Below are the records; print them all without any alteration.

*** Opening RECORDED INFORMATION ***

//! Board description loaded from TOML.
//!
//! Describes how the sensor is wired on a given board: the CSI-2 endpoint,
//! the external clock and whether a reset line is routed.
//!
//! ```toml
//! clock_rate_hz = 24000000
//! reset_line = true
//!
//! [endpoint]
//! bus_type = "csi2-dphy"
//! data_lanes = 4
//! link_frequencies = [600000000]
//! ```

use std::path::Path;

use serde::{Deserialize, Serialize};

use crate::controls::LINK_FREQ;
use crate::traits::Result;

/// Physical bus the endpoint is wired for.
#[derive(Debug, Clone, Copy, PartialEq, Eq, Serialize, Deserialize)]
#[serde(rename_all = "kebab-case")]
pub enum BusType {
    /// MIPI CSI-2 over D-PHY.
    Csi2Dphy,
    /// MIPI CSI-2 over C-PHY.
    Csi2Cphy,
    /// Parallel bus.
    Parallel,
}

/// Receiver endpoint the sensor output is routed to.
#[derive(Debug, Clone, PartialEq, Eq, Serialize, Deserialize)]
pub struct EndpointConfig {
    /// Bus type.
    pub bus_type: BusType,
    /// Number of CSI-2 data lanes.
    pub data_lanes: u8,
    /// Link frequencies the receiver supports, in Hz. Empty when the board
    /// does not restrict them.
    #[serde(default)]
    pub link_frequencies: Vec<u64>,
}

impl Default for EndpointConfig {
    fn default() -> Self {
        Self {
            bus_type: BusType::Csi2Dphy,
            data_lanes: 4,
            link_frequencies: vec![LINK_FREQ.unsigned_abs()],
        }
    }
}

/// Everything attach needs to know about the board.
#[derive(Debug, Clone, PartialEq, Eq, Serialize, Deserialize)]
pub struct BoardConfig {
    /// Sensor output endpoint.
    #[serde(default)]
    pub endpoint: EndpointConfig,
    /// External clock rate in Hz.
    #[serde(default = "default_clock_rate")]
    pub clock_rate_hz: u64,
    /// Whether the reset (XCLR) line is routed.
    #[serde(default = "default_reset_line")]
    pub reset_line: bool,
}

const fn default_clock_rate() -> u64 {
    24_000_000
}

const fn default_reset_line() -> bool {
    true
}

impl Default for BoardConfig {
    fn default() -> Self {
        Self {
            endpoint: EndpointConfig::default(),
            clock_rate_hz: default_clock_rate(),
            reset_line: default_reset_line(),
        }
    }
}

impl BoardConfig {
    /// Parse a board description.
    ///
    /// # Errors
    ///
    /// Returns `Config` if the text is not valid TOML or does not match the
    /// expected layout.
    pub fn from_toml_str(text: &str) -> Result<Self> {
        Ok(toml::from_str(text)?)
    }

    /// Load a board description from a file.
    ///
    /// # Arguments
    ///
    /// * `path` - Path to the TOML file
    ///
    /// # Errors
    ///
    /// Returns `Io` if the file cannot be read and `Config` if it cannot be
    /// parsed.
    pub fn load_from<P: AsRef<Path>>(path: P) -> Result<Self> {
        let text = std::fs::read_to_string(path.as_ref())?;
        Self::from_toml_str(&text)
    }
}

*** Closing RECORDED INFORMATION ***

**OUTPUT**
//! Board description loaded from TOML.
//!
//! Describes how the sensor is wired on a given board: the CSI-2 endpoint,
//! the external clock and whether a reset line is routed.
//!
//! ```toml
//! clock_rate_hz = 24000000
//! reset_line = true
//!
//! [endpoint]
//! bus_type = "csi2-dphy"
//! data_lanes = 4
//! link_frequencies = [600000000]
//! ```

use std::path::Path;

use serde::{Deserialize, Serialize};

use crate::controls::LINK_FREQ;
use crate::traits::Result;

/// Physical bus the endpoint is wired for.
#[derive(Debug, Clone, Copy, PartialEq, Eq, Serialize, Deserialize)]
#[serde(rename_all = "kebab-case")]
pub enum BusType {
    /// MIPI CSI-2 over D-PHY.
    Csi2Dphy,
    /// MIPI CSI-2 over C-PHY.
    Csi2Cphy,
    /// Parallel bus.
    Parallel,
}

/// Receiver endpoint the sensor output is routed to.
#[derive(Debug, Clone, PartialEq, Eq, Serialize, Deserialize)]
pub struct EndpointConfig {
    /// Bus type.
    pub bus_type: BusType,
    /// Number of CSI-2 data lanes.
    pub data_lanes: u8,
    /// Link frequencies the receiver supports, in Hz. Empty when the board
    /// does not restrict them.
    #[serde(default)]
    pub link_frequencies: Vec<u64>,
}

impl Default for EndpointConfig {
    fn default() -> Self {
        Self {
            bus_type: BusType::Csi2Dphy,
            data_lanes: 4,
            link_frequencies: vec![LINK_FREQ.unsigned_abs()],
        }
    }
}

/// Everything attach needs to know about the board.
#[derive(Debug, Clone, PartialEq, Eq, Serialize, Deserialize)]
pub struct BoardConfig {
    /// Sensor output endpoint.
    #[serde(default)]
    pub endpoint: EndpointConfig,
    /// External clock rate in Hz.
    #[serde(default = "default_clock_rate")]
    pub clock_rate_hz: u64,
    /// Whether the reset (XCLR) line is routed.
    #[serde(default = "default_reset_line")]
    pub reset_line: bool,
}

const fn default_clock_rate() -> u64 {
    24_000_000
}

const fn default_reset_line() -> bool {
    true
}

impl Default for BoardConfig {
    fn default() -> Self {
        Self {
            endpoint: EndpointConfig::default(),
            clock_rate_hz: default_clock_rate(),
            reset_line: default_reset_line(),
        }
    }
}

impl BoardConfig {
    /// Parse a board description.
    ///
    /// # Errors
    ///
    /// Returns `Config` if the text is not valid TOML or does not match the
    /// expected layout.
    pub fn from_toml_str(text: &str) -> Result<Self> {
        Ok(toml::from_str(text)?)
    }

    /// Load a board description from a file.
    ///
    /// # Arguments
    ///
    /// * `path` - Path to the TOML file
    ///
    /// # Errors
    ///
    /// Returns `Io` if the file cannot be read and `Config` if it cannot be
    /// parsed.
    pub fn load_from<P: AsRef<Path>>(path: P) -> Result<Self> {
        let text = std::fs::read_to_string(path.as_ref())?;
        Self::from_toml_str(&text)
    }
}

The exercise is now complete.